Saved entries:
· · · · · · ·
// src/blockchain/client.rs
//! EVM JSON-RPC client implementation.
//!
//! Provides a high-level interface for contract reads and signed contract
//! transactions against any EVM chain reachable over HTTP.

use crate::blockchain::oracle::MintReceipt;
use crate::error::ChainError;
use ethers::middleware::SignerMiddleware;
use ethers::providers::{Http, Middleware, Provider};
use ethers::signers::{LocalWallet, Signer};
use ethers_contract::{BaseContract, Contract};
use ethers_core::{
    abi::{Abi, Detokenize, Tokenize},
    types::{Address, H256, U256, U64},
};
use log::{debug, warn};
use std::str::FromStr;
use std::sync::Arc;
use std::time::Duration;

/// Gas limit for contract writes.
const GAS_LIMIT: u64 = 3_000_000;

type SignerClient = SignerMiddleware<Arc<Provider<Http>>, LocalWallet>;

/// Blockchain client for managing wallet and contract interactions.
///
/// This client provides:
/// - Read-only contract calls through the plain provider
/// - Signed transactions through a signer middleware
/// - A bounded wait for transaction receipts
#[derive(Clone)]
pub struct ChainClient {
    /// JSON-RPC provider
    provider: Arc<Provider<Http>>,
    /// Provider wrapped with the issuer's signing wallet
    signer: Arc<SignerClient>,
    chain_id: u64,
    receipt_timeout: Duration,
}

impl ChainClient {
    /// Connects to `rpc_url` and binds `private_key` to the reported chain id.
    ///
    /// # Errors
    /// Returns error if:
    /// - The RPC URL is invalid or unreachable
    /// - The private key is invalid
    pub async fn connect(
        rpc_url: &str,
        private_key: &str,
        receipt_timeout: Duration,
    ) -> Result<Self, ChainError> {
        let provider = Provider::<Http>::try_from(rpc_url)
            .map_err(|e| ChainError::Provider(format!("invalid RPC url {rpc_url}: {e}")))?;
        let chain_id = provider
            .get_chainid()
            .await
            .map_err(|e| ChainError::Provider(e.to_string()))?
            .as_u64();
        let wallet = LocalWallet::from_str(private_key.trim())
            .map_err(|e| ChainError::Provider(format!("invalid private key: {e}")))?
            .with_chain_id(chain_id);

        debug!("connected to chain {} at {}", chain_id, rpc_url);
        Ok(Self::from_parts(provider, wallet, receipt_timeout))
    }

    /// Builds a client without touching the network; the chain id is taken
    /// from the wallet.
    pub fn from_parts(provider: Provider<Http>, wallet: LocalWallet, receipt_timeout: Duration) -> Self {
        let provider = Arc::new(provider);
        let chain_id = wallet.chain_id();
        let signer = Arc::new(SignerMiddleware::new(provider.clone(), wallet));
        ChainClient {
            provider,
            signer,
            chain_id,
            receipt_timeout,
        }
    }

    pub fn chain_id(&self) -> u64 {
        self.chain_id
    }

    /// Gets the signing wallet's address.
    pub fn address(&self) -> Address {
        self.signer.address()
    }

    /// Queries a smart contract (read-only operation).
    ///
    /// # Errors
    /// `ChainError::Call` if the method is unknown, the call reverts or the
    /// return value cannot be decoded.
    pub async fn query_contract<R: Detokenize>(
        &self,
        contract_address: Address,
        abi: &Abi,
        method: &str,
        params: impl Tokenize,
    ) -> Result<R, ChainError> {
        let contract = Contract::new(contract_address, BaseContract::from(abi.clone()), self.provider.clone());

        contract
            .method::<_, R>(method, params)
            .map_err(|e| call_error(method, e))?
            .call()
            .await
            .map_err(|e| call_error(method, e))
    }

    /// Sends a transaction to a smart contract and waits a bounded time for
    /// its receipt.
    ///
    /// Once the transaction is submitted this never returns an error: a late
    /// or missing receipt is reported as [`MintReceipt::Unconfirmed`] so the
    /// caller can consult chain state instead of resubmitting.
    pub async fn send_transaction(
        &self,
        contract_address: Address,
        abi: &Abi,
        method: &str,
        params: impl Tokenize,
    ) -> Result<MintReceipt, ChainError> {
        let contract = Contract::new(contract_address, BaseContract::from(abi.clone()), self.signer.clone());

        let call = contract
            .method::<_, H256>(method, params)
            .map_err(|e| call_error(method, e))?
            .gas(U256::from(GAS_LIMIT));
        let pending = call
            .send()
            .await
            .map_err(|e| ChainError::Transaction(format!("{method}: {e}")))?;
        let tx_hash = pending.tx_hash();
        debug!("submitted {} transaction {:?}", method, tx_hash);

        match tokio::time::timeout(self.receipt_timeout, pending).await {
            Ok(Ok(Some(receipt))) if receipt.status == Some(U64::from(1)) => Ok(MintReceipt::Confirmed(tx_hash)),
            Ok(Ok(Some(_))) => Ok(MintReceipt::Reverted(tx_hash)),
            Ok(Ok(None)) => {
                warn!("transaction {:?} dropped from the mempool", tx_hash);
                Ok(MintReceipt::Unconfirmed(tx_hash))
            }
            Ok(Err(e)) => {
                warn!("lost track of transaction {:?}: {}", tx_hash, e);
                Ok(MintReceipt::Unconfirmed(tx_hash))
            }
            Err(_) => {
                warn!(
                    "no receipt for transaction {:?} within {}s",
                    tx_hash,
                    self.receipt_timeout.as_secs()
                );
                Ok(MintReceipt::Unconfirmed(tx_hash))
            }
        }
    }
}

fn call_error(method: &str, err: impl std::fmt::Display) -> ChainError {
    ChainError::Call {
        method: method.to_string(),
        reason: err.to_string(),
    }
}
// src/error.rs
//! Error types for the credential service.
//!
//! Each layer of the protocol has its own error enum so callers can match on
//! the exact failure without string inspection. Nothing in this crate retries
//! automatically: every variant here is surfaced to the caller as-is.

use thiserror::Error;

/// Failures of the hashing/signing adapter.
#[derive(Debug, Error, Clone, PartialEq, Eq)]
pub enum CryptoError {
    #[error("invalid address: {0}")]
    InvalidAddress(String),

    #[error("invalid signature encoding: {0}")]
    InvalidSignature(String),

    #[error("signature recovered {recovered}, expected {expected}")]
    SignerMismatch { expected: String, recovered: String },

    #[error("signing failed: {0}")]
    Signing(String),

    #[error("invalid private key: {0}")]
    InvalidKey(String),
}

/// Failures of the selective disclosure codec.
#[derive(Debug, Error, Clone, PartialEq, Eq)]
pub enum CodecError {
    /// The artifact is not shaped like a credential or lacks header fields.
    #[error("malformed artifact: {0}")]
    MalformedArtifact(String),

    /// A disclosed tuple does not hash to a commitment in the signed header.
    #[error("commitment mismatch: {0}")]
    CommitmentMismatch(String),

    /// The header signature does not recover to the declared issuer.
    #[error("bad issuer signature: {0}")]
    BadSignature(String),

    #[error("claim set is missing always-visible claim `{0}`")]
    MissingClaim(String),

    #[error("claim `{0}` is neither always-visible nor redactable")]
    UnlistedClaim(String),

    #[error("failed to sign credential header: {0}")]
    Signing(#[from] CryptoError),
}

/// Failures of the content-addressed storage collaborator.
#[derive(Debug, Error, Clone, PartialEq, Eq)]
pub enum StorageError {
    #[error("upload failed: {0}")]
    Upload(String),

    #[error("download failed: {0}")]
    Download(String),

    #[error("unsupported content uri scheme: {0}")]
    UnsupportedScheme(String),

    #[error("content could not be decoded: {0}")]
    Decode(String),
}

/// Failures of on-chain reads and the mint write.
#[derive(Debug, Error, Clone, PartialEq, Eq)]
pub enum ChainError {
    #[error("invalid address: {0}")]
    InvalidAddress(String),

    #[error("invalid token id: {0}")]
    InvalidTokenId(String),

    #[error("contract call `{method}` failed: {reason}")]
    Call { method: String, reason: String },

    #[error("transaction failed: {0}")]
    Transaction(String),

    /// A read returned the zero address or an empty string.
    #[error("on-chain value `{0}` is absent")]
    Absent(String),

    #[error("provider error: {0}")]
    Provider(String),
}

/// Failures of the issuance flow. All of them are terminal.
#[derive(Debug, Error)]
pub enum IssuanceError {
    /// The grant already produced its one artifact.
    #[error("credential for grant `{0}` was already issued")]
    AlreadyIssued(String),

    #[error("claim set is missing `{0}`")]
    MissingClaim(String),

    #[error("claim `{name}` is invalid: {reason}")]
    InvalidClaim { name: String, reason: String },

    #[error("issuerAddress claim {claimed} does not match signer {signer}")]
    IssuerMismatch { claimed: String, signer: String },

    #[error(transparent)]
    Codec(#[from] CodecError),

    #[error("metadata upload failed: {0}")]
    UploadFailed(#[source] StorageError),

    #[error("mint failed: {0}")]
    MintFailed(String),

    #[error("content hash {provided} does not match artifact hash {computed}")]
    HashMismatch { provided: String, computed: String },
}

/// Failures while deriving and signing a presentation envelope.
#[derive(Debug, Error)]
pub enum PresentationError {
    #[error(transparent)]
    Codec(#[from] CodecError),

    #[error(transparent)]
    Signing(#[from] CryptoError),

    #[error("envelope serialization failed: {0}")]
    Serialization(#[from] serde_json::Error),
}

/// Failures of the holder's local credential store.
#[derive(Debug, Error)]
pub enum WalletError {
    #[error("invalid credential format: {0}")]
    InvalidCredential(String),

    #[error("credential could not be verified: {0}")]
    Unverifiable(#[from] CodecError),

    #[error("no credential stored for token {0}")]
    NotFound(String),
}
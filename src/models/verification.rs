// src/models/verification.rs
//! Verification pipeline outcome types.
//!
//! A verification attempt produces an append-only [`StepLog`] of per-stage
//! outcomes, folded at the end into a [`VerificationResult`]. Cryptographic
//! validity (`success`) and on-chain trust (`trust`) are reported as separate
//! fields and are never merged into one flag.

use crate::models::credential::TokenIdentity;
use serde::{Deserialize, Serialize};
use std::fmt;
use std::str::FromStr;

/// Pipeline stages, in execution order.
#[derive(Serialize, Deserialize, Debug, Clone, Copy, PartialEq, Eq, Hash)]
#[serde(rename_all = "camelCase")]
pub enum Step {
    Parse,
    SignatureCheck,
    FreshnessCheck,
    BindingCheck,
    MetadataCheck,
    ClaimsCheck,
}

/// Every way a verification stage can fail.
#[derive(Serialize, Deserialize, Debug, Clone, Copy, PartialEq, Eq, Hash)]
pub enum FailureKind {
    ParseError,
    InvalidSignature,
    Expired,
    BindingFailed,
    MetadataFailed,
    ContentHashMismatch,
    MalformedArtifact,
    BadSignature,
    CommitmentMismatch,
    NoClaimsDisclosed,
}

impl FailureKind {
    /// Terminal failures stop the pipeline; the others only degrade trust.
    pub fn is_terminal(self) -> bool {
        !matches!(
            self,
            FailureKind::BindingFailed | FailureKind::MetadataFailed | FailureKind::ContentHashMismatch
        )
    }

    /// Short message suitable for showing to the person verifying.
    pub fn user_message(self) -> &'static str {
        match self {
            FailureKind::ParseError => "invalid format",
            FailureKind::InvalidSignature => "verification failed, signature invalid",
            FailureKind::Expired => "presentation expired, request a new one",
            FailureKind::BindingFailed => "on-chain ownership unconfirmed",
            FailureKind::MetadataFailed => "credential image unavailable",
            FailureKind::ContentHashMismatch => "on-chain content hash does not match this credential",
            FailureKind::MalformedArtifact
            | FailureKind::BadSignature
            | FailureKind::CommitmentMismatch
            | FailureKind::NoClaimsDisclosed => "claims could not be verified",
        }
    }
}

impl fmt::Display for FailureKind {
    fn fmt(&self, f: &mut fmt::Formatter<'_>) -> fmt::Result {
        fmt::Debug::fmt(self, f)
    }
}

/// Outcome of one stage.
#[derive(Serialize, Deserialize, Debug, Clone, PartialEq, Eq)]
#[serde(tag = "status", rename_all = "camelCase")]
pub enum StepStatus {
    Skipped { reason: String },
    Completed,
    Failed { kind: FailureKind, reason: String },
}

#[derive(Serialize, Deserialize, Debug, Clone, PartialEq, Eq)]
pub struct StepOutcome {
    pub step: Step,
    #[serde(flatten)]
    pub status: StepStatus,
}

impl StepOutcome {
    pub fn completed(step: Step) -> Self {
        StepOutcome {
            step,
            status: StepStatus::Completed,
        }
    }

    pub fn skipped(step: Step, reason: impl Into<String>) -> Self {
        StepOutcome {
            step,
            status: StepStatus::Skipped { reason: reason.into() },
        }
    }

    pub fn failed(step: Step, kind: FailureKind, reason: impl Into<String>) -> Self {
        StepOutcome {
            step,
            status: StepStatus::Failed {
                kind,
                reason: reason.into(),
            },
        }
    }

    pub fn is_completed(&self) -> bool {
        self.status == StepStatus::Completed
    }

    pub fn failure(&self) -> Option<FailureKind> {
        match &self.status {
            StepStatus::Failed { kind, .. } => Some(*kind),
            _ => None,
        }
    }
}

/// Append-only record of stage outcomes for one verification attempt.
#[derive(Debug, Clone, Default, PartialEq, Eq)]
pub struct StepLog(Vec<StepOutcome>);

impl StepLog {
    /// Returns a log extended by `outcome`; the receiver is consumed.
    #[must_use]
    pub fn append(mut self, outcome: StepOutcome) -> Self {
        self.0.push(outcome);
        self
    }

    pub fn outcomes(&self) -> &[StepOutcome] {
        &self.0
    }

    pub fn get(&self, step: Step) -> Option<&StepOutcome> {
        self.0.iter().find(|outcome| outcome.step == step)
    }

    pub fn completed(&self, step: Step) -> bool {
        self.get(step).is_some_and(StepOutcome::is_completed)
    }

    pub fn has_failure(&self, kind: FailureKind) -> bool {
        self.0.iter().any(|outcome| outcome.failure() == Some(kind))
    }

    /// The first terminal failure, if the pipeline halted.
    pub fn terminal_failure(&self) -> Option<&StepOutcome> {
        self.0
            .iter()
            .find(|outcome| outcome.failure().is_some_and(FailureKind::is_terminal))
    }

    pub fn into_outcomes(self) -> Vec<StepOutcome> {
        self.0
    }
}

/// How far the verifier's trust in a presentation extends.
#[derive(Serialize, Deserialize, Debug, Clone, Copy, PartialEq, Eq)]
#[serde(rename_all = "camelCase")]
pub enum TrustLevel {
    /// Claims verified and the presenter currently owns the bound token.
    Full,
    /// Claims verified, but ownership or content binding was not confirmed.
    OwnershipUnconfirmed,
    /// Claims were not verified.
    Unverified,
}

/// Rule that turns a step log into the `success` flag.
#[derive(Serialize, Deserialize, Debug, Clone, Copy, PartialEq, Eq, Default)]
#[serde(rename_all = "kebab-case")]
pub enum TrustPolicy {
    /// Success needs Parse, SignatureCheck, FreshnessCheck and ClaimsCheck.
    /// Binding and metadata failures only lower [`TrustLevel`].
    #[default]
    CryptographicOnly,
    /// Additionally needs a completed BindingCheck and a matching content hash.
    RequireBinding,
}

impl FromStr for TrustPolicy {
    type Err = String;

    fn from_str(s: &str) -> Result<Self, Self::Err> {
        match s.trim() {
            "cryptographic-only" => Ok(TrustPolicy::CryptographicOnly),
            "require-binding" => Ok(TrustPolicy::RequireBinding),
            other => Err(format!("unknown trust policy `{other}`")),
        }
    }
}

/// Verified view of a credential as shown to the verifying party.
#[derive(Serialize, Deserialize, Debug, Clone, PartialEq, Eq)]
#[serde(rename_all = "camelCase")]
pub struct Certificate {
    pub university: String,
    pub issuer_address: String,
    pub token_address: String,
    pub token_id: String,
    /// RFC 3339 issue time from the signed header
    pub issued_at: String,
    /// Content hash of the issuer-signed credential
    pub verification_hash: String,
    #[serde(default, skip_serializing_if = "Option::is_none")]
    pub name: Option<String>,
    #[serde(default, skip_serializing_if = "Option::is_none")]
    pub degree_level: Option<String>,
    #[serde(default, skip_serializing_if = "Option::is_none")]
    pub graduation_year: Option<String>,
    #[serde(default, skip_serializing_if = "Option::is_none")]
    pub faculty: Option<String>,
}

#[derive(Serialize, Deserialize, Debug, Clone, PartialEq, Eq)]
pub struct VerificationError {
    pub kind: FailureKind,
    pub message: String,
    pub detail: String,
}

/// Everything a verification attempt established.
#[derive(Serialize, Deserialize, Debug, Clone, PartialEq, Eq)]
#[serde(rename_all = "camelCase")]
pub struct VerificationResult {
    pub success: bool,
    pub trust: TrustLevel,
    #[serde(default, skip_serializing_if = "Option::is_none")]
    pub certificate: Option<Certificate>,
    pub disclosed_fields: Vec<String>,
    /// Set only when the on-chain binding was confirmed
    #[serde(default, skip_serializing_if = "Option::is_none")]
    pub token: Option<TokenIdentity>,
    #[serde(default, skip_serializing_if = "Option::is_none")]
    pub collection_name: Option<String>,
    #[serde(default, skip_serializing_if = "Option::is_none")]
    pub image_url: Option<String>,
    pub steps: Vec<StepOutcome>,
    #[serde(default, skip_serializing_if = "Option::is_none")]
    pub error: Option<VerificationError>,
}
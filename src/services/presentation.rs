// src/services/presentation.rs
//! Presentation builder for credential holders.
//!
//! Derives a partially disclosed credential, stamps it with the current time
//! and signs it with the holder's wallet so a verifier can check possession
//! and freshness.

use crate::disclosure::{DisclosureCodec, SdJwt};
use crate::error::PresentationError;
use crate::models::presentation::{EnvelopeBody, PresentationEnvelope, TokenInfo};
use crate::utils::clock::Clock;
use crate::utils::crypto::{format_address, format_signature};
use crate::utils::serialization::{serialize, to_query_payload};
use crate::wallet::key_management::MessageSigner;
use log::debug;
use std::collections::BTreeSet;
use std::sync::Arc;

pub struct PresentationBuilder {
    codec: DisclosureCodec,
    clock: Arc<dyn Clock>,
}

impl PresentationBuilder {
    pub fn new(clock: Arc<dyn Clock>) -> Self {
        PresentationBuilder {
            codec: DisclosureCodec::educational(),
            clock,
        }
    }

    /// Builds a signed envelope revealing only `requested` claims.
    ///
    /// # Arguments
    /// * `artifact` - The full credential held by the wallet
    /// * `requested` - Redactable claim names to disclose
    /// * `signer` - The holder's wallet
    /// * `token_info` - Token coordinates for an ownership check, if any
    pub fn build(
        &self,
        artifact: &SdJwt,
        requested: &BTreeSet<String>,
        signer: &dyn MessageSigner,
        token_info: Option<TokenInfo>,
    ) -> Result<PresentationEnvelope, PresentationError> {
        let presentation = self.codec.present(artifact, requested)?.to_string();
        let student_address = format_address(signer.address());
        let timestamp = self.clock.now_millis();

        let body = EnvelopeBody {
            student_address: &student_address,
            presentation: &presentation,
            timestamp,
            token_info: token_info.as_ref(),
        };
        let signature = signer.sign_message(&body.signing_bytes()?)?;

        debug!("built presentation disclosing {:?} for {}", requested, student_address);
        Ok(PresentationEnvelope {
            student_address,
            presentation,
            timestamp,
            signature: format_signature(&signature),
            token_info,
        })
    }
}

/// Renders an envelope as the `?data=` payload carried in a QR code.
pub fn to_qr_payload(envelope: &PresentationEnvelope) -> Result<String, PresentationError> {
    Ok(to_query_payload(&serialize(envelope)?))
}
// src/settings.rs
//! Service configuration.
//!
//! Values are layered: built-in defaults, then an optional
//! `credential-service.toml` in the working directory, then process
//! environment (`RPC_URL`, `PRIVATE_KEY`, `NFT_CONTRACT_ADDRESS`, ...). `.env`
//! is loaded into the environment by `main` before this runs.

use crate::models::verification::TrustPolicy;
use config::builder::DefaultState;
use config::{Config, ConfigBuilder, ConfigError, Environment, File};
use serde::Deserialize;
use std::net::SocketAddr;
use std::time::Duration;

const CONFIG_FILE: &str = "credential-service";

#[derive(Debug, Clone, Deserialize)]
pub struct Settings {
    /// JSON-RPC endpoint of the chain the credential NFTs live on
    pub rpc_url: String,
    /// Hex private key of the issuing institution
    pub private_key: String,
    /// Default collection for credentials issued by this service
    pub nft_contract_address: String,
    pub ipfs_api_url: String,
    pub ipfs_gateway_url: String,
    pub bind_address: String,
    pub trust_policy: TrustPolicy,
    /// How long to wait for a mint receipt before checking `ownerOf`
    pub mint_timeout_secs: u64,
}

impl Settings {
    /// Loads settings from the config file and environment.
    pub fn load() -> Result<Self, ConfigError> {
        Self::defaults()?
            .add_source(File::with_name(CONFIG_FILE).required(false))
            .add_source(Environment::default().try_parsing(true))
            .build()?
            .try_deserialize()
    }

    fn defaults() -> Result<ConfigBuilder<DefaultState>, ConfigError> {
        Config::builder()
            .set_default("rpc_url", "https://sepolia.optimism.io")?
            .set_default("nft_contract_address", "")?
            .set_default("ipfs_api_url", "http://localhost:5001")?
            .set_default("ipfs_gateway_url", "https://ipfs.io")?
            .set_default("bind_address", "127.0.0.1:3000")?
            .set_default("trust_policy", "cryptographic-only")?
            .set_default("mint_timeout_secs", 120)
    }

    pub fn socket_addr(&self) -> Result<SocketAddr, ConfigError> {
        self.bind_address
            .parse()
            .map_err(|e| ConfigError::Message(format!("bind_address {}: {e}", self.bind_address)))
    }

    pub fn mint_timeout(&self) -> Duration {
        Duration::from_secs(self.mint_timeout_secs)
    }
}
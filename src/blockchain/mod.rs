// src/blockchain/mod.rs
//! Chain access: the JSON-RPC client and the binding oracle traits.

pub mod client;
pub mod oracle;
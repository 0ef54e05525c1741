// src/utils/crypto.rs
//! Cryptographic utilities optimized for blockchain compatibility.
//!
//! Uses Keccak-256 (Ethereum's standard hash function) for all content hashes
//! and disclosure commitments, and EIP-191 personal-message signatures for
//! every signature in the protocol. Both issuer and holder signatures are
//! therefore checkable against a plain wallet address.

use crate::error::CryptoError;
use ethers::types::{Address, Signature};
use ethers::utils::{hex, keccak256};
use std::str::FromStr;

/// Computes a Keccak-256 hash of the input data (Ethereum-compatible).
///
/// # Arguments
/// * `data` - Binary data to hash (as bytes slice)
///
/// # Returns
/// Fixed-size 32-byte array (`[u8; 32]`) containing the hash.
pub fn hash_data(data: &[u8]) -> [u8; 32] {
    keccak256(data)
}

/// Keccak-256 of `data` rendered as a `0x`-prefixed lowercase hex string.
///
/// This is the form in which content hashes are written into token metadata.
pub fn hash_hex(data: &[u8]) -> String {
    format!("0x{}", hex::encode(hash_data(data)))
}

/// Parses a hex address, with or without the `0x` prefix.
pub fn parse_address(value: &str) -> Result<Address, CryptoError> {
    Address::from_str(value.trim()).map_err(|e| CryptoError::InvalidAddress(format!("{value}: {e}")))
}

/// Formats an address as lowercase `0x` hex.
pub fn format_address(addr: Address) -> String {
    format!("{:?}", addr)
}

/// Parses a hex-encoded 65-byte `r || s || v` signature.
pub fn parse_signature(value: &str) -> Result<Signature, CryptoError> {
    Signature::from_str(value.trim()).map_err(|e| CryptoError::InvalidSignature(e.to_string()))
}

/// Encodes a signature as `0x`-prefixed hex.
pub fn format_signature(signature: &Signature) -> String {
    format!("0x{}", signature)
}

/// Recovers the address that produced an EIP-191 signature over `message`.
pub fn recover_signer(message: &[u8], signature: &Signature) -> Result<Address, CryptoError> {
    signature
        .recover(message)
        .map_err(|e| CryptoError::InvalidSignature(e.to_string()))
}

/// Checks that `signature` over `message` was produced by `expected`.
///
/// # Errors
/// - `InvalidSignature` if the signature cannot be recovered at all
/// - `SignerMismatch` if it recovers to a different address
pub fn verify_message(
    message: &[u8],
    signature: &Signature,
    expected: Address,
) -> Result<(), CryptoError> {
    let recovered = recover_signer(message, signature)?;
    if recovered != expected {
        return Err(CryptoError::SignerMismatch {
            expected: format_address(expected),
            recovered: format_address(recovered),
        });
    }
    Ok(())
}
· · · · · · ·
#### [ABOUT THIS TASK]
Taking the entries above, write out exactly the lines starting with the line containing "into token metadata." and going on through the line containing "hex address, with", both included, and nothing else.

#### [TASK ANSWER]
/// This is the form in which content hashes are written into token metadata.
pub fn hash_hex(data: &[u8]) -> String {
    format!("0x{}", hex::encode(hash_data(data)))
}

/// Parses a hex address, with or without the `0x` prefix.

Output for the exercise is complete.